→ Directions for this task: Please copy out every line in the entries that includes the word "filename".
Dataset extract: Begin
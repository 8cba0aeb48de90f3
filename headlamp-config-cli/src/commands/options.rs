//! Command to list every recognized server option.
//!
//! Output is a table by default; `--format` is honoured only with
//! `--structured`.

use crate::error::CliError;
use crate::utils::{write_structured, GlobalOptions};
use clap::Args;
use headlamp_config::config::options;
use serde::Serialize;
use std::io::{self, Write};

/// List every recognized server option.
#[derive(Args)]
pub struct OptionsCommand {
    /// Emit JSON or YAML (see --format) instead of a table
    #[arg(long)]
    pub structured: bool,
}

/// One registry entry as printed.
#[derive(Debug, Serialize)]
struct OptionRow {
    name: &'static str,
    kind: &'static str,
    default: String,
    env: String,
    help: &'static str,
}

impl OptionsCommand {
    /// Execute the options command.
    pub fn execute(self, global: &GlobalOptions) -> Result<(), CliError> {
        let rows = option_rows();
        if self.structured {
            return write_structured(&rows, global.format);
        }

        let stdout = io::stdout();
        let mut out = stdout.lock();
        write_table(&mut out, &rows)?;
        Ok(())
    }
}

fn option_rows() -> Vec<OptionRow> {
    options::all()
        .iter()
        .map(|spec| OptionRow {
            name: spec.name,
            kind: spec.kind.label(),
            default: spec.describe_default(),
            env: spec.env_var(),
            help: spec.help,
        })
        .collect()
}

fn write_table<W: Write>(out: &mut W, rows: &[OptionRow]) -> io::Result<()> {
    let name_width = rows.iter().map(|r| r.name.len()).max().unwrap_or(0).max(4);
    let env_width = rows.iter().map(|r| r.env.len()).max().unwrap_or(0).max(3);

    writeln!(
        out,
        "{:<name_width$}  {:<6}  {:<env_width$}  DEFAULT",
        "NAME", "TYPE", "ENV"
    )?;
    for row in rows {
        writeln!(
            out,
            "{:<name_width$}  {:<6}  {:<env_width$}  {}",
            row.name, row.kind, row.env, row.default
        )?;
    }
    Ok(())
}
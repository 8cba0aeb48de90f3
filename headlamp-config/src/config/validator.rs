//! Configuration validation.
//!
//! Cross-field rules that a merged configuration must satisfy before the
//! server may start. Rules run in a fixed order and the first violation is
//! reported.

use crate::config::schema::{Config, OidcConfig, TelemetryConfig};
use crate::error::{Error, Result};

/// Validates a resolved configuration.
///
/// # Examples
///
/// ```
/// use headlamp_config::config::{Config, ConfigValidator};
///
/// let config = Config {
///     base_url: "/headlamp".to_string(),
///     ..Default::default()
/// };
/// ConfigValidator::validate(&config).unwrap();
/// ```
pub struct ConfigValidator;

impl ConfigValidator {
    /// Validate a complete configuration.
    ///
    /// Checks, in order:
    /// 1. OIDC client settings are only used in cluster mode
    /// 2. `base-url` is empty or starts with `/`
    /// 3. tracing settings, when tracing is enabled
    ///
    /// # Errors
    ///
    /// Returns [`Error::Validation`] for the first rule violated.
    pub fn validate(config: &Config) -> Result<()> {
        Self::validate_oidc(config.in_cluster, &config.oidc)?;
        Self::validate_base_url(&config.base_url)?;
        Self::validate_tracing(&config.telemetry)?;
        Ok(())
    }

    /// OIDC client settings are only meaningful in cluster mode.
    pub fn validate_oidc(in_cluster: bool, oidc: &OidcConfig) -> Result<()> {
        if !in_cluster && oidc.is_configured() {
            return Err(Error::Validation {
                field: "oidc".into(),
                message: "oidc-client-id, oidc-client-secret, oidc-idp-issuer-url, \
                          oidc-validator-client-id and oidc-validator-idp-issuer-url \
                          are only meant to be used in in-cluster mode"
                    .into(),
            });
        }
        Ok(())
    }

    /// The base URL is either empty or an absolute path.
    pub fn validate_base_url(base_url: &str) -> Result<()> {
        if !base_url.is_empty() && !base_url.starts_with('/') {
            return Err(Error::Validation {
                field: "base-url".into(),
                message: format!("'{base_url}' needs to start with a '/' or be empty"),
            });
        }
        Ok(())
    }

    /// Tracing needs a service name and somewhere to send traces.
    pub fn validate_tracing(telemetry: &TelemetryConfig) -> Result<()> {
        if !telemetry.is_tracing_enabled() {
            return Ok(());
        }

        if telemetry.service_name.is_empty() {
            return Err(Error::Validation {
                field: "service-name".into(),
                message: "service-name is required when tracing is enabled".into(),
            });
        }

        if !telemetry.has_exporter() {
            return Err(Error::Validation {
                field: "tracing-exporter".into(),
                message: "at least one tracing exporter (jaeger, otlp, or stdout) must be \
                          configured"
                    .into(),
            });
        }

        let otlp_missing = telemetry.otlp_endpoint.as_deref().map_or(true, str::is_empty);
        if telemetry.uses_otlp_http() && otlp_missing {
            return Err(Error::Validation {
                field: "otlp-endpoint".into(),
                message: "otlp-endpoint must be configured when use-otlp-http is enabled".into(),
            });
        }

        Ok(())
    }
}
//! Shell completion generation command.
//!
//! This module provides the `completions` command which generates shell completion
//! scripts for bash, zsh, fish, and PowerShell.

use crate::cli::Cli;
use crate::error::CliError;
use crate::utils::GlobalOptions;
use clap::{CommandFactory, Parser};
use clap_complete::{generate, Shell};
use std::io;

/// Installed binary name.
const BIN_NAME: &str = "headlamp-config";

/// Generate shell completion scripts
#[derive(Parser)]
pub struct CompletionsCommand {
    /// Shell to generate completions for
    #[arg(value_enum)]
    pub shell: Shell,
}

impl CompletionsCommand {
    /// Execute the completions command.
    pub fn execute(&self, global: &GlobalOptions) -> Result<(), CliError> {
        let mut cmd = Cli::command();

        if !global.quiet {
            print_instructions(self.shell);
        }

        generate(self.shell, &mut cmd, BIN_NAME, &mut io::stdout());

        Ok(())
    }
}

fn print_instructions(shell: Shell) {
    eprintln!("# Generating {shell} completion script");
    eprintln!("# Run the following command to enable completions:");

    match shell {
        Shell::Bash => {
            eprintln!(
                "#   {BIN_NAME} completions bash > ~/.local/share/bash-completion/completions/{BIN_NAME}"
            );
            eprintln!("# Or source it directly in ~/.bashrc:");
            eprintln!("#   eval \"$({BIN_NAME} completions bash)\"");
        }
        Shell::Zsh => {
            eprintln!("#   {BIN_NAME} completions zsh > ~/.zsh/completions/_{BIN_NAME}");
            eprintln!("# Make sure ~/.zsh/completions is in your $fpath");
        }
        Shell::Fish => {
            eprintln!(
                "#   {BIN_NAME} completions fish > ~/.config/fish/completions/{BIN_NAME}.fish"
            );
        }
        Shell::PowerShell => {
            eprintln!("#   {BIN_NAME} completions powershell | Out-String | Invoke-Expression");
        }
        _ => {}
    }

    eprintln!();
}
Dataset extract: End
→ Written reply:
filename headlamp-config-cli/src/commands/options.rs
filename headlamp-config/src/config/validator.rs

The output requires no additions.